■ **DATASET**
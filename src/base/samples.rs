use super::{Axis, Schematization, Zone};
use super::{GEO_PARAMETERS, IBOUND_PARAMETERS, RECHARGE_PARAMETERS, WELL_PARAMETERS};

/// Holds samples of schematizations
pub struct Samples {}

impl Samples {
    /// Returns a schematization with two adjacent radial zones
    ///
    /// ```text
    /// A: rmin = 0, rmax = 1, ncols = 4
    /// B: rmin = 1, rmax = 5, ncols = 2
    /// column: top = 0, bot = -10 (single layer)
    /// ```
    ///
    /// The merged radial boundaries are `[0, 0.25, 0.5, 0.75, 1, 3, 5]`.
    pub fn two_radial_zones() -> Schematization {
        let mut a = Zone::new();
        a.set_radial(0.0, 1.0).unwrap().set_count(Axis::Radial, 4).unwrap();
        let mut b = Zone::new();
        b.set_radial(1.0, 5.0).unwrap().set_count(Axis::Radial, 2).unwrap();
        let mut column = Zone::new();
        column.set_vertical(0.0, -10.0).unwrap();
        let mut sch = Schematization::new();
        sch.add(GEO_PARAMETERS, "A", a)
            .unwrap()
            .add(GEO_PARAMETERS, "B", b)
            .unwrap()
            .add(GEO_PARAMETERS, "column", column)
            .unwrap();
        sch.add_category(RECHARGE_PARAMETERS)
            .add_category(IBOUND_PARAMETERS)
            .add_category(WELL_PARAMETERS);
        sch
    }

    /// Returns a coarse background zone overridden by a finer zone near the well
    ///
    /// ```text
    /// A: rmin = 0, rmax = 10, top = 0, bot = -10, ncols = 10, hk = 10
    /// B: rmin = 0, rmax = 1, ncols = 2, hk = 1000 (whole depth)
    /// ```
    pub fn override_zones() -> Schematization {
        let mut a = Zone::new();
        a.set_radial(0.0, 10.0)
            .unwrap()
            .set_vertical(0.0, -10.0)
            .unwrap()
            .set_count(Axis::Radial, 10)
            .unwrap()
            .set_param("hk", 10.0)
            .unwrap();
        let mut b = Zone::new();
        b.set_radial(0.0, 1.0)
            .unwrap()
            .set_count(Axis::Radial, 2)
            .unwrap()
            .set_param("hk", 1000.0)
            .unwrap();
        let mut sch = Schematization::new();
        sch.add(GEO_PARAMETERS, "A", a).unwrap().add(GEO_PARAMETERS, "B", b).unwrap();
        sch.add_category(RECHARGE_PARAMETERS)
            .add_category(IBOUND_PARAMETERS)
            .add_category(WELL_PARAMETERS);
        sch
    }

    /// Returns a phreatic aquifer system around a pumping well
    ///
    /// ```text
    ///  r=0    1                                        100
    ///   +-----+------------------------------------------+  z=1
    ///   |                  vadose (excluded)             |
    ///   +-----+------------------------------------------+  z=0
    ///   |     |     shallow aquifer (5 layers)           |
    ///   +-----+------------------------------------------+  z=-5
    ///   |     |                                          |
    ///   |well |     target aquifer (3 layers)            |
    ///   |     |                                          |
    ///   +-----+------------------------------------------+  z=-20
    /// ```
    ///
    /// * Radial: 4 columns in [0, 1] plus 11 columns in [1, 100] (15 columns)
    /// * Vertical: 0, -1, -2, -3, -4, -5, -10, -15, -20 (8 layers)
    /// * The well screen spans [-20, -10] with rmax = 0.25 and Q = -100
    /// * The outer ring [91, 100] has a constant head of 0
    pub fn phreatic() -> Schematization {
        let mut vadose = Zone::new();
        vadose
            .set_vertical(1.0, 0.0)
            .unwrap()
            .set_radial(0.0, 100.0)
            .unwrap()
            .set_param("vadose", true)
            .unwrap()
            .set_param("porosity", 0.2)
            .unwrap();
        let mut shallow = Zone::new();
        shallow
            .set_vertical(0.0, -5.0)
            .unwrap()
            .set_radial(0.0, 100.0)
            .unwrap()
            .set_count(Axis::Vertical, 5)
            .unwrap()
            .set_param("hk", 1.0)
            .unwrap()
            .set_param("vani", 10.0)
            .unwrap()
            .set_param("porosity", 0.3)
            .unwrap()
            .set_param("redox", "suboxic")
            .unwrap();
        let mut target = Zone::new();
        target
            .set_vertical(-5.0, -20.0)
            .unwrap()
            .set_radial(0.0, 100.0)
            .unwrap()
            .set_count(Axis::Vertical, 3)
            .unwrap()
            .set_param("hk", 10.0)
            .unwrap()
            .set_param("porosity", 0.25)
            .unwrap()
            .set_param("redox", "anoxic")
            .unwrap();
        let mut near_well = Zone::new();
        near_well
            .set_radial(0.0, 1.0)
            .unwrap()
            .set_count(Axis::Radial, 4)
            .unwrap();
        let mut far_field = Zone::new();
        far_field
            .set_radial(1.0, 100.0)
            .unwrap()
            .set_count(Axis::Radial, 11)
            .unwrap();
        let mut recharge = Zone::new();
        recharge
            .set_radial(0.0, 100.0)
            .unwrap()
            .set_param("recharge", 0.001)
            .unwrap();
        let mut outer = Zone::new();
        outer.set_radial(91.0, 100.0).unwrap().set_param("head", 0.0).unwrap();
        let mut well = Zone::new();
        well.set_vertical(-10.0, -20.0)
            .unwrap()
            .set_radial(0.0, 0.25)
            .unwrap()
            .set_param("Q", -100.0)
            .unwrap();
        let mut sch = Schematization::new();
        sch.add(GEO_PARAMETERS, "vadose", vadose)
            .unwrap()
            .add(GEO_PARAMETERS, "shallow_aquifer", shallow)
            .unwrap()
            .add(GEO_PARAMETERS, "target_aquifer", target)
            .unwrap()
            .add(GEO_PARAMETERS, "near_well", near_well)
            .unwrap()
            .add(GEO_PARAMETERS, "far_field", far_field)
            .unwrap()
            .add(RECHARGE_PARAMETERS, "recharge1", recharge)
            .unwrap()
            .add(IBOUND_PARAMETERS, "outer_boundary", outer)
            .unwrap()
            .add(WELL_PARAMETERS, "well1", well)
            .unwrap();
        sch
    }

    /// Returns a three-dimensional block with a well in the middle
    ///
    /// ```text
    /// block: x in [0, 10] (5 cols), y in [0, 6] (3 rows), z in [-4, 0] (2 layers), hk = 5
    /// well: x in [4, 6], y in [2, 4], z in [-4, 0], Q = -10
    /// fixed: x in [0, 2], head = 1
    /// ```
    pub fn three_dim_block() -> Schematization {
        let mut block = Zone::new();
        block
            .set_radial(0.0, 10.0)
            .unwrap()
            .set_transverse(0.0, 6.0)
            .unwrap()
            .set_vertical(0.0, -4.0)
            .unwrap()
            .set_count(Axis::Radial, 5)
            .unwrap()
            .set_count(Axis::Transverse, 3)
            .unwrap()
            .set_count(Axis::Vertical, 2)
            .unwrap()
            .set_param("hk", 5.0)
            .unwrap()
            .set_param("porosity", 0.35)
            .unwrap();
        let mut well = Zone::new();
        well.set_radial(4.0, 6.0)
            .unwrap()
            .set_transverse(2.0, 4.0)
            .unwrap()
            .set_vertical(0.0, -4.0)
            .unwrap()
            .set_param("Q", -10.0)
            .unwrap();
        let mut fixed = Zone::new();
        fixed.set_radial(0.0, 2.0).unwrap().set_param("head", 1.0).unwrap();
        let mut sch = Schematization::new();
        sch.add(GEO_PARAMETERS, "block", block)
            .unwrap()
            .add(IBOUND_PARAMETERS, "fixed", fixed)
            .unwrap()
            .add(WELL_PARAMETERS, "well", well)
            .unwrap();
        sch.add_category(RECHARGE_PARAMETERS);
        sch
    }
}

////////////////////////////////////////////////////////////////////////////////////////////////////////////////////////

#[cfg(test)]
mod tests {
    use super::Samples;
    use crate::base::{GEO_PARAMETERS, IBOUND_PARAMETERS, RECHARGE_PARAMETERS, WELL_PARAMETERS};

    #[test]
    fn samples_work() {
        let sch = Samples::two_radial_zones();
        assert_eq!(sch.category(GEO_PARAMETERS).unwrap().len(), 3);
        assert_eq!(sch.category(WELL_PARAMETERS).unwrap().len(), 0);

        let sch = Samples::override_zones();
        assert_eq!(sch.category(GEO_PARAMETERS).unwrap().len(), 2);

        let sch = Samples::phreatic();
        assert_eq!(sch.category(GEO_PARAMETERS).unwrap().len(), 5);
        assert_eq!(sch.zones(&[GEO_PARAMETERS]).unwrap().len(), 4); // no vadose
        assert_eq!(sch.category(RECHARGE_PARAMETERS).unwrap().len(), 1);
        assert_eq!(sch.category(IBOUND_PARAMETERS).unwrap().len(), 1);
        assert_eq!(sch.category(WELL_PARAMETERS).unwrap().len(), 1);

        let sch = Samples::three_dim_block();
        assert_eq!(sch.category_names().len(), 4);
    }
}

■ **WHAT YOU WILL DO**
Search the data above for the string "redox". Report every line where it is found.

■ **ANSWER BELOW**
            .set_param("redox", "suboxic")
            .set_param("redox", "anoxic")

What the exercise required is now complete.